Hardened, multi-stage Docker build for a Flask app with a CI security gate that fails the build on HIGH/CRITICAL vulnerabilities — Trivy, SBOM (Syft), Docker Scout, and digest-pinned base images.
What this proves: I can shift security left — catching vulnerable container images in CI before they ever reach a registry, with a documented, auditable exception process.
I took a naive Python/Flask container — 1.6 GB, over 1,200 critical and high CVEs — and worked it down to a 100 MB distroless image with 28. Every version along the way got scanned, gated in CI, and given an SBOM. This repo is the trail of how I got there and what I learned arguing with the scanners.
I didn't want to just know that hardening helps. I wanted numbers.

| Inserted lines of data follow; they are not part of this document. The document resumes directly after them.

//! ID token verification and session cookie signing primitives.

mod error;
mod jwks;
mod keys;
mod token;

pub use error::TokenError;
pub use jwks::{Jwk, Jwks, decode_private_key};
pub use keys::{KeyStore, SECURE_TOKEN_JWKS_URL};
pub(crate) use keys::now_unix_seconds;
pub use token::{
    ID_TOKEN_ISSUER_PREFIX, IdTokenClaims, SESSION_COOKIE_ISSUER_PREFIX, SessionCookieClaims,
    TokenHeader, sign_rs256, verify_id_token, verify_session_cookie,
};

So each Dockerfile is a deliberate version, scanned with Trivy and cross-checked with Docker Scout, and I kept the results instead of the vibes.

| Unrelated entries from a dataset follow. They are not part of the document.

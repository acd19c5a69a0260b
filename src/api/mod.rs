use anyhow::{Context, Result, anyhow};
use axum::{
    Extension, Router,
    body::Body,
    extract::MatchedPath,
    http::{HeaderName, HeaderValue, Method, Request, header::CONTENT_TYPE},
    routing::{get, post},
};
use std::{future::Future, sync::Arc};
use tokio::net::TcpListener;
use tower::ServiceBuilder;
use tower_http::{
    cors::{AllowOrigin, CorsLayer},
    request_id::PropagateRequestIdLayer,
    set_header::SetRequestHeaderLayer,
    trace::TraceLayer,
};
use tracing::{Span, info, info_span, warn};
use ulid::Ulid;
use url::Url;

pub(crate) mod handlers;

pub use handlers::health::Health;
pub use handlers::session::{
    DeploymentMode, SESSION_COOKIE_NAME, SESSION_TTL_SECONDS, SessionCookie, SessionError,
    SessionState,
    types::{ErrorResponse, SessionStatusResponse},
};

use handlers::{health, session};

/// Routes without middleware; used directly by handler tests.
#[must_use]
pub fn router(state: Arc<SessionState>) -> Router {
    Router::new()
        .route("/api/session", post(session::establish).delete(session::clear))
        .route("/health", get(health::health))
        .layer(Extension(state))
}

/// Routes wrapped in request-id, tracing and (optionally) CORS layers.
///
/// # Errors
/// Returns an error if `frontend_origin` is not a valid origin URL.
pub fn app(state: Arc<SessionState>, frontend_origin: Option<&str>) -> Result<Router> {
    let app = router(state).layer(
        ServiceBuilder::new()
            .layer(SetRequestHeaderLayer::if_not_present(
                HeaderName::from_static("x-request-id"),
                |_req: &_| HeaderValue::from_str(Ulid::new().to_string().as_str()).ok(),
            ))
            .layer(PropagateRequestIdLayer::new(HeaderName::from_static(
                "x-request-id",
            )))
            .layer(TraceLayer::new_for_http().make_span_with(make_span)),
    );

    let Some(frontend_origin) = frontend_origin else {
        return Ok(app);
    };

    let cors = CorsLayer::new()
        .allow_headers([CONTENT_TYPE])
        .allow_methods([Method::POST, Method::DELETE])
        .allow_origin(AllowOrigin::exact(origin_header(frontend_origin)?))
        .allow_credentials(true);

    Ok(app.layer(cors))
}

/// Start the server
/// # Errors
/// Return error if failed to start the server
pub async fn new(port: u16, state: Arc<SessionState>, frontend_origin: Option<&str>) -> Result<()> {
    let app = app(state, frontend_origin)?;

    let listener = TcpListener::bind(format!("::0:{port}"))
        .await
        .with_context(|| format!("Failed to bind port {port}"))?;

    info!("Listening on [::]:{}", port);

    serve(listener, app, shutdown_signal()).await
}

/// Serve `app` on an already bound listener until `shutdown` resolves.
///
/// # Errors
/// Return error if the server fails while running
pub async fn serve<F>(listener: TcpListener, app: Router, shutdown: F) -> Result<()>
where
    F: Future<Output = ()> + Send + 'static,
{
    axum::serve(listener, app.into_make_service())
        .with_graceful_shutdown(async move {
            shutdown.await;
            info!("Gracefully shutdown");
        })
        .await?;

    Ok(())
}

fn make_span(request: &Request<Body>) -> Span {
    let request_id = request
        .headers()
        .get("x-request-id")
        .and_then(|val| val.to_str().ok())
        .unwrap_or("none");
    let matched_path = request
        .extensions()
        .get::<MatchedPath>()
        .map_or_else(|| request.uri().path(), MatchedPath::as_str);

    info_span!(
        "http.request",
        http.method = %request.method(),
        http.route = matched_path,
        request_id
    )
}

fn origin_header(frontend_origin: &str) -> Result<HeaderValue> {
    let parsed = Url::parse(frontend_origin)
        .with_context(|| format!("Invalid frontend origin: {frontend_origin}"))?;
    let host = parsed
        .host_str()
        .ok_or_else(|| anyhow!("Frontend origin must include a valid host: {frontend_origin}"))?;
    let port = parsed
        .port()
        .map_or_else(String::new, |port| format!(":{port}"));
    let origin = format!("{}://{}{}", parsed.scheme(), host, port);
    HeaderValue::from_str(&origin).context("Failed to build frontend origin header")
}

/// Resolve on SIGINT or SIGTERM.
async fn shutdown_signal() {
    let ctrl_c = async {
        if let Err(err) = tokio::signal::ctrl_c().await {
            warn!("Failed to listen for Ctrl+C: {err}");
            std::future::pending::<()>().await;
        }
    };

    #[cfg(unix)]
    let terminate = async {
        match tokio::signal::unix::signal(tokio::signal::unix::SignalKind::terminate()) {
            Ok(mut signal) => {
                signal.recv().await;
            }
            Err(err) => {
                warn!("Failed to install SIGTERM handler: {err}");
                std::future::pending::<()>().await;
            }
        }
    };

    #[cfg(not(unix))]
    let terminate = std::future::pending::<()>();

    tokio::select! {
        () = ctrl_c => {},
        () = terminate => {},
    }

    info!("Shutdown signal received");
}

#[cfg(test)]
mod tests {
    use super::*;

    #[test]
    fn origin_header_strips_path() -> Result<()> {
        let origin = origin_header("https://app.example.com/dashboard")?;
        assert_eq!(origin, "https://app.example.com");
        let origin = origin_header("http://localhost:3000/")?;
        assert_eq!(origin, "http://localhost:3000");
        Ok(())
    }

    #[test]
    fn origin_header_rejects_invalid_url() {
        assert!(origin_header("not a url").is_err());
    }
}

Trivy CRITICAL + HIGH, same Flask app every time:
| Version | Base image | CRITICAL | HIGH | Total | Size |
|---|---|---|---|---|---|
| v1-naive | python:3.9 |
190 | 1023 | 1213 | 1.6 GB |
| v2-slim | python:3.9-slim |
5 | 34 | 39 | 226 MB |
| v3-nonroot | multi-stage python:3.12-slim, USER appuser |
2 | 9 | 11 | 210 MB |
| v4-distroless | gcr.io/distroless/python3-debian12 |
2 | 26 | 28 | 99.8 MB |
1213 CVEs down to 28, and 1.6 GB down to 100 MB.

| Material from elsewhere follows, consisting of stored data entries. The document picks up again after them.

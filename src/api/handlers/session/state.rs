//! Session endpoint state: the admin credential, signing keys and deployment mode.

use crate::{credential::CredentialStore, identity::KeyStore};
use std::{fmt, str::FromStr, sync::Arc};

/// Runtime mode; production marks session cookies `Secure`.
#[derive(Debug, Clone, Copy, Default, PartialEq, Eq)]
pub enum DeploymentMode {
    Production,
    #[default]
    Development,
}

impl DeploymentMode {
    #[must_use]
    pub const fn is_production(self) -> bool {
        matches!(self, Self::Production)
    }

    #[must_use]
    pub const fn as_str(self) -> &'static str {
        match self {
            Self::Production => "production",
            Self::Development => "development",
        }
    }
}

impl fmt::Display for DeploymentMode {
    fn fmt(&self, f: &mut fmt::Formatter<'_>) -> fmt::Result {
        f.write_str(self.as_str())
    }
}

impl FromStr for DeploymentMode {
    type Err = String;

    fn from_str(s: &str) -> Result<Self, Self::Err> {
        match s.trim().to_ascii_lowercase().as_str() {
            "production" | "prod" => Ok(Self::Production),
            "development" | "dev" => Ok(Self::Development),
            other => Err(format!(
                "unknown mode `{other}`, expected `production` or `development`"
            )),
        }
    }
}

#[derive(Debug)]
pub struct SessionState {
    credentials: CredentialStore,
    keys: Arc<KeyStore>,
    mode: DeploymentMode,
}

impl SessionState {
    #[must_use]
    pub fn new(credentials: CredentialStore, keys: Arc<KeyStore>) -> Self {
        Self {
            credentials,
            keys,
            mode: DeploymentMode::default(),
        }
    }

    #[must_use]
    pub const fn with_mode(mut self, mode: DeploymentMode) -> Self {
        self.mode = mode;
        self
    }

    #[must_use]
    pub const fn credentials(&self) -> &CredentialStore {
        &self.credentials
    }

    #[must_use]
    pub fn keys(&self) -> &KeyStore {
        &self.keys
    }

    #[must_use]
    pub const fn mode(&self) -> DeploymentMode {
        self.mode
    }

    pub(super) const fn cookie_secure(&self) -> bool {
        self.mode.is_production()
    }
}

The slim base did almost all the work. Swapping the full python image for -slim killed roughly 97% of the CVEs, just by dropping OS packages the app never touches. Everything after that was smaller, sharper gains.
Going multi-stage and non-root kept the build tooling in the build stage, so the runtime image ships the app and its deps and nothing else, running as appuser instead of root. If something does get popped, it has a lot less to play with.
Distroless took it further: no shell, no package manager, no perl, and half the size of slim.
v4 reports 28 versus v3's 11. On paper that looks like a regression, and it confused me for a while.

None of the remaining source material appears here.